In June 2007, it was announced that Cockett would be the next Archdeacon of West Ham. He took up the appointment in October 2007 in succession to Michael Fox. His archdeaconry originally covered the London boroughs of Barking and Dagenham, Havering, Newham, Redbridge, and Waltham Forest; since the creation of the Archdeaconry of Barking in 2013, it has covered Newham, Redbridge, and Waltham Forest. In September 2014, he additionally became the Chair of the Chelmsford Diocesan Board of Education which oversees 140 church schools.

Though he attended a Conservative Evangelical theological college, Cockett has identified himself within the Open Evangelical tradition of the Church of England.

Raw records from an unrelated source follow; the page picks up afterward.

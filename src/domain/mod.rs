//! Domain logic - pure release rules independent of git, npm and the environment

pub mod branch;
pub mod classifier;
pub mod context;
pub mod plan;
pub mod snapshot;
pub mod tag;
pub mod version;

pub use branch::{BranchMatcher, BranchRule, BranchTable};
pub use classifier::{ReleaseClassifier, SecondaryTagPolicy};
pub use context::ReleaseContext;
pub use plan::PublishPlan;
pub use snapshot::build_snapshot_version;
pub use tag::{DistTag, TagTemplate};
pub use version::{parse_version, release_core, resolve_tag_version};
//! Package registry abstraction layer
//!
//! The publish workflow talks to the registry only through the [`Registry`]
//! trait. The implementations are:
//!
//! - [`NpmRegistry`]: drives the npm CLI through a [`CommandRunner`](crate::runner::CommandRunner)
//! - [`MockRegistry`]: records calls and fails on demand, for tests

pub mod mock;
pub mod npm;

pub use mock::{MockRegistry, RegistryCall, RegistryOperation};
pub use npm::NpmRegistry;

use semver::Version;

use crate::domain::DistTag;
use crate::error::Result;

/// Operations the publish workflow needs from a package registry
///
/// ## Error Handling
///
/// A command that the registry tool rejects is reported as
/// [`PublishError::ExternalCommand`](crate::error::PublishError::ExternalCommand)
/// with the tool's stderr, so callers can show the user why.
pub trait Registry {
    /// Write `version` into the local manifest
    ///
    /// Setting the version the manifest already has is not an error.
    fn set_version(&self, version: &Version) -> Result<()>;

    /// Publish the package in the working directory
    ///
    /// With no tags the registry applies its own default (for npm, `latest`).
    fn publish(&self, tags: &[DistTag]) -> Result<()>;

    /// Point `tag` at `package@version`
    fn add_dist_tag(&self, package: &str, version: &Version, tag: &DistTag) -> Result<()>;

    /// The version `tag` currently points to, or `None` if the tag is unset
    fn query_dist_tag(&self, tag: &DistTag) -> Result<Option<Version>>;

    /// The package name as the registry knows it
    fn query_name(&self) -> Result<String>;
}
use std::path::Path;

use git2::{ErrorCode, Reference, Repository};

use super::Vcs;
use crate::error::Result;

/// Wrapper around git2::Repository with our trait interface
pub struct Git2Vcs {
    repo: Repository,
}

impl Git2Vcs {
    /// Open the repository containing `path`
    pub fn open<P: AsRef<Path>>(path: P) -> Result<Self> {
        let repo = Repository::discover(path)?;

        Ok(Git2Vcs { repo })
    }

    /// Create from existing git2::Repository
    pub fn from_git2(repo: Repository) -> Self {
        Git2Vcs { repo }
    }

    fn head(&self) -> Result<Option<Reference<'_>>> {
        match self.repo.head() {
            Ok(head) => Ok(Some(head)),
            Err(e) if matches!(e.code(), ErrorCode::UnbornBranch | ErrorCode::NotFound) => {
                Ok(None)
            }
            Err(e) => Err(e.into()),
        }
    }
}

impl Vcs for Git2Vcs {
    fn current_branch(&self) -> Result<Option<String>> {
        let Some(head) = self.head()? else {
            return Ok(None);
        };

        if !head.is_branch() {
            return Ok(None);
        }

        Ok(head.shorthand().map(str::to_string))
    }

    fn current_commit_short(&self) -> Result<Option<String>> {
        let Some(head) = self.head()? else {
            return Ok(None);
        };

        let commit = head.peel_to_commit()?;
        let short = commit.as_object().short_id()?;

        Ok(short.as_str().map(str::to_string))
    }
}
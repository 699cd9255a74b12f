//! Snapshot versions: one synthetic pre-release per build.
//!
//! A snapshot keeps the base version's major.minor.patch and encodes the build
//! time and commit in the pre-release, e.g. `1.4.0-20240102030405.a1b2c3d`.
//! Because the timestamp is the first pre-release identifier and is purely
//! numeric, semver precedence orders snapshots of the same base by build time.

use chrono::{DateTime, SecondsFormat, Utc};
use semver::{BuildMetadata, Prerelease, Version};

use crate::error::{PublishError, Result};

/// Compact UTC timestamp, `YYYYMMDDHHMMSS`, sub-second truncated.
pub fn compact_timestamp(now: &DateTime<Utc>) -> String {
    now.to_rfc3339_opts(SecondsFormat::Secs, true)
        .chars()
        .filter(|c| c.is_ascii_digit())
        .collect()
}

/// The commit as a pre-release identifier.
///
/// An all-digit id with a leading zero (e.g. "0123456") is not a legal numeric
/// identifier, so it gets git-describe's `g` prefix.
fn commit_identifier(commit: &str) -> String {
    let all_digits = commit.chars().all(|c| c.is_ascii_digit());
    if all_digits && commit.len() > 1 && commit.starts_with('0') {
        format!("g{}", commit)
    } else {
        commit.to_string()
    }
}

/// Build the snapshot version for `base` at `now` on commit `commit_short`.
pub fn build_snapshot_version(
    base: &Version,
    commit_short: &str,
    now: &DateTime<Utc>,
) -> Result<Version> {
    let commit = commit_short.trim();
    if commit.is_empty() {
        return Err(PublishError::missing_commit(
            "Unable to get git commit; snapshot versions require a commit id",
        ));
    }

    if !commit.chars().all(|c| c.is_ascii_alphanumeric() || c == '-') {
        return Err(PublishError::version(format!(
            "Commit id '{}' is not a valid pre-release identifier",
            commit
        )));
    }

    let pre = format!("{}.{}", compact_timestamp(now), commit_identifier(commit));
    let pre = Prerelease::new(&pre).map_err(|e| {
        PublishError::version(format!("Invalid snapshot pre-release '{}': {}", pre, e))
    })?;

    Ok(Version {
        major: base.major,
        minor: base.minor,
        patch: base.patch,
        pre,
        build: BuildMetadata::EMPTY,
    })
}
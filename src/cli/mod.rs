//! Command-line workflow: context collection and publish orchestration.
//!
//! - `collect` - Builds the release context from flags, environment and version control
//! - `orchestration` - Runs the publish state machine against a registry

pub mod collect;
pub mod orchestration;

pub use collect::{collect_context, process_env, ContextOverrides};
pub use orchestration::{
    run_publish_workflow, DistTagStatus, PublishOrchestrator, PublishState, PublishWorkflowArgs,
    WorkflowResult,
};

On 5 June 2024, it was announced that Cockett intended to retire on 30 September.
He retired as Archdeacon of West Ham at the end of September 2024 and now lives in Somerset.
==Other work==
Outside of his ordained ministry, Cockett was involved in charity work and was a school governor. He was a trustee of Aston Mansfield, a charity centred on the London Borough of Newham. He was also a trustee of The Reverend Doctor George Richards' Charity For Poor Clergymen, a charity that assists Church of England clergy who have retired early due to ill health and their families. from 2011 to 2024 he was a governor of Forest School, Walthamstow.

==Personal life==
Cockett is married to Sue, who he met while he was performing in a play at Forest School. Together, they have three children; Sarah, Rachel, and the opera singer Thomas Elwin.

Cockett is a fan of West Ham United F.C. He is a keen musician, having held a music scholarship at Forest School and having been a boy chorister at St Paul's Cathedral. He was a member of the Dry Bones Band that played occasionally "at events in Chelmsford Cathedral". He is also interested in motorcycling.